Hexhamshire Shire Bitter is a 3.6% bitter (no argument over this one). It’s a pale orange, again, just right for the type. The beer is clear and bright and packs a good deal of refreshment. Having said that, all the flavours in this beer are very slight, and I had to concentrate a bit to discern what they are. Caramel is in there, as in Whapweasel, but much fainter, as is the bitter hops. This is a very popular brew and is the pub’s regular bitter.
The next brew I tried was Hexhamshire Devil’s Elbow, slightly stronger than the Shire Bitter at 3.8%, but what a difference! The mouthfeel is really smooth. The flavour is rich and full-bodied, with toffee dominating, and just a hint of bittering hoppiness at the end. Given the choice, I’d have this over the regular bitter any time.

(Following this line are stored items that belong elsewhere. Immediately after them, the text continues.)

//! # Alpha Envelopes
//!
//! Named shaping functions from normalized time `t` to opacity. Recipes pick
//! one instead of re-deriving the same fade arithmetic.
//!
//! Every envelope is a pure function of `t` and is clamped to `[0, 1]`, even
//! where the raw formula would overshoot.

use std::f32::consts::{PI, TAU};

use serde::{Deserialize, Serialize};

/// Opacity as a function of normalized time.
#[derive(Debug, Clone, Copy, Default, PartialEq, Serialize, Deserialize)]
#[serde(tag = "shape", rename_all = "snake_case")]
pub enum Envelope {
    /// Fixed opacity.
    Constant {
        /// The opacity.
        alpha: f32,
    },
    /// `1 - t`.
    #[default]
    FadeOut,
    /// `t`.
    FadeIn,
    /// Linear ramp up over `[0, fade_in)`, full until `1 - fade_out`, then down.
    FadeInOut {
        /// Fraction of the lifespan spent fading in.
        fade_in: f32,
        /// Fraction of the lifespan spent fading out.
        fade_out: f32,
    },
    /// Ramp up until `rise`, hold at 1 until `hold_until`, then fade to 0.
    Plateau {
        /// End of the ramp-up.
        rise: f32,
        /// End of the hold.
        hold_until: f32,
    },
    /// `sin(pi * t)`: zero at both ends, full at the midpoint.
    SinePulse,
    /// Oscillates between `floor` and 1 while fading out overall.
    Pulse {
        /// Full oscillations over the lifespan.
        frequency: f32,
        /// Lowest opacity of an oscillation.
        floor: f32,
    },
    /// Twinkling star: an oscillator with a per-particle phase, under a fade-out.
    Twinkle {
        /// Full oscillations over the lifespan.
        frequency: f32,
        /// Oscillator phase offset in radians.
        phase: f32,
    },
}

impl Envelope {
    /// Opacity at normalized time `t`, always in `[0, 1]`.
    #[must_use]
    pub fn alpha(&self, t: f32) -> f32 {
        let t = if t.is_nan() { 0.0 } else { t.clamp(0.0, 1.0) };
        let raw = match *self {
            Self::Constant { alpha } => alpha,
            Self::FadeOut => 1.0 - t,
            Self::FadeIn => t,
            Self::FadeInOut { fade_in, fade_out } => {
                let rise = ramp(t, fade_in);
                let fall = ramp(1.0 - t, fade_out);
                rise.min(fall)
            }
            Self::Plateau { rise, hold_until } => {
                if t < rise {
                    ramp(t, rise)
                } else if t <= hold_until {
                    1.0
                } else {
                    let tail = (1.0 - hold_until).max(f32::EPSILON);
                    1.0 - (t - hold_until) / tail
                }
            }
            Self::SinePulse => (PI * t).sin(),
            Self::Pulse { frequency, floor } => {
                let wave = 0.5 + 0.5 * (TAU * frequency * t).cos();
                (floor + (1.0 - floor) * wave) * (1.0 - t)
            }
            Self::Twinkle { frequency, phase } => {
                let wave = 0.5 + 0.5 * (TAU * frequency * t + phase).sin();
                wave * (1.0 - t * t)
            }
        };
        if raw.is_nan() {
            0.0
        } else {
            raw.clamp(0.0, 1.0)
        }
    }
}

/// `t / width`, saturating at 1; a zero-width ramp is a step.
#[inline]
fn ramp(t: f32, width: f32) -> f32 {
    if width <= 0.0 {
        1.0
    } else {
        t / width
    }
}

I then moved on to the famous stout, Hexhamshire Blackhall English Stout. 4% and a deep black, it looked very inviting. I took a small sip. John looked at me closely. “What do you think?” he asked. I sat still, letting the beer give me its full complement of flavours. “It’s exceptional,” I said, and I wasn’t exaggerating. During my trip to the North East, I spent over two weeks sampling beers from pubs in Northumberland, County Durham and Yorkshire, and out of all of them, this was to be the best. It’s simply gorgeous. Velvety smooth with flavours of coffee, cream, almond and a hint of smoke at the back of the mouth.
I returned from the bar with a Hexhamshire Devil’s Water, a 4.1% ale with an orangey red colour. “Now I don’t like that one,” confessed John. Neither did I. It was vinegar. However, Geoff was good enough to take the trip down to the cellar to connect up a fresh barrel for me. I’m afraid I still didn’t like it. It tasted quite harsh and not very pleasant. Ah well, can’t win ’em all.
I was persuaded (quite easily, now I think of it) to have a jar of Hexhamshire Old Humbug, a dark orange, slightly hazy beer, weighing in at a very respectable 5.5% and named after the landlord. “Do you know a beer called ‘Old Peculier’?” asked John. Do I! “Well this is better!” he declared. Throwing down a challenge to my favourite beer? Bring it on! Old Humbug is sweet and malty with distinct spirituous overtones and a thick mouthfeel. Almost a meal in a glass. It is very, very good, but better than OP? Weeell…
I must also mention the food at the Dipton Mill, prepared and served by Geoff’s wife Janet. I had minced beef with dumplings and vegetables, whilst Lady A had haddock with tomato and basil. Both were utterly superb.